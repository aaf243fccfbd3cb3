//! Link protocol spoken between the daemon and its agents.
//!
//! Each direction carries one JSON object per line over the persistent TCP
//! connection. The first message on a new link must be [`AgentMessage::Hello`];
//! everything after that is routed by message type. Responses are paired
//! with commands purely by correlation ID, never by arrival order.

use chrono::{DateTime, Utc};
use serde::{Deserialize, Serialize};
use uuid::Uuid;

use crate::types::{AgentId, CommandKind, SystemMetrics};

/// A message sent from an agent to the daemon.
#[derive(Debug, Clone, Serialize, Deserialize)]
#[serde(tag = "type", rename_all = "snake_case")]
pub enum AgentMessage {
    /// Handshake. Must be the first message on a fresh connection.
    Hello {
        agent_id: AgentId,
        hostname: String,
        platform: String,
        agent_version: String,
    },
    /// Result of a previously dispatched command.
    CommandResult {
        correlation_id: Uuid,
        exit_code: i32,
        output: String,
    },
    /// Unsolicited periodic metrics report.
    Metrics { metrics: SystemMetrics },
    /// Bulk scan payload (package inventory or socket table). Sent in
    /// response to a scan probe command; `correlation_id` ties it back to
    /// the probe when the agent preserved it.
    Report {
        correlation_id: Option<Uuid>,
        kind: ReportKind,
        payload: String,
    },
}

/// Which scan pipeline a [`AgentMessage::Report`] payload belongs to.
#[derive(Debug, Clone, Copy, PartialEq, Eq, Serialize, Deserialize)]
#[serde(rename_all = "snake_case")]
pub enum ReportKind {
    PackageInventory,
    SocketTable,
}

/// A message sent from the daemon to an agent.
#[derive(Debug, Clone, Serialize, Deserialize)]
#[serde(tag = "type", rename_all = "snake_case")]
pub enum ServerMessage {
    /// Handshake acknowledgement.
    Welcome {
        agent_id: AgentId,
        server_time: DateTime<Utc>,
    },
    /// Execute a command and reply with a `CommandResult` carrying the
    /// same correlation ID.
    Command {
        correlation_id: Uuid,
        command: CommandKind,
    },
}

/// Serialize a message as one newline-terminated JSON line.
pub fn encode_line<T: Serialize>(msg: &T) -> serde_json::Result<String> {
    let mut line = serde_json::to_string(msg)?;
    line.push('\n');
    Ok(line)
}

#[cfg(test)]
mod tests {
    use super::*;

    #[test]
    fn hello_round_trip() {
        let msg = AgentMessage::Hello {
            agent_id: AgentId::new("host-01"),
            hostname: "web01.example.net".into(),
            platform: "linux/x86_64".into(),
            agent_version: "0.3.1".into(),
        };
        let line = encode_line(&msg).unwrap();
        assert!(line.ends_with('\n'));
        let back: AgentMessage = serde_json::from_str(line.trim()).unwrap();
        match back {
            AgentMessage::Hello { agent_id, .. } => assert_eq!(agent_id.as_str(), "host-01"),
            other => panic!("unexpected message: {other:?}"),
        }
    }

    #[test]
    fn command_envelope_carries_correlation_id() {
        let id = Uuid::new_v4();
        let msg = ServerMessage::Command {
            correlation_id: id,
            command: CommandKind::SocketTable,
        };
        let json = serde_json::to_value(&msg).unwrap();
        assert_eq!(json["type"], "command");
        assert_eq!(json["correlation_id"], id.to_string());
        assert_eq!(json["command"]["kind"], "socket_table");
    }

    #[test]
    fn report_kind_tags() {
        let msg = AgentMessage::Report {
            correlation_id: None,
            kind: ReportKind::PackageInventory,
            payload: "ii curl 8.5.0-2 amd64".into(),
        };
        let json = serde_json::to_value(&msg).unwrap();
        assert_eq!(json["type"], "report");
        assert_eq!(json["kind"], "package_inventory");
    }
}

Exercise directions: When a line holds the string "Deserialize", pull it out of the listing.

Exercise output:
use serde::{Deserialize, Serialize};
#[derive(Debug, Clone, Serialize, Deserialize)]
#[derive(Debug, Clone, Copy, PartialEq, Eq, Serialize, Deserialize)]
#[derive(Debug, Clone, Serialize, Deserialize)]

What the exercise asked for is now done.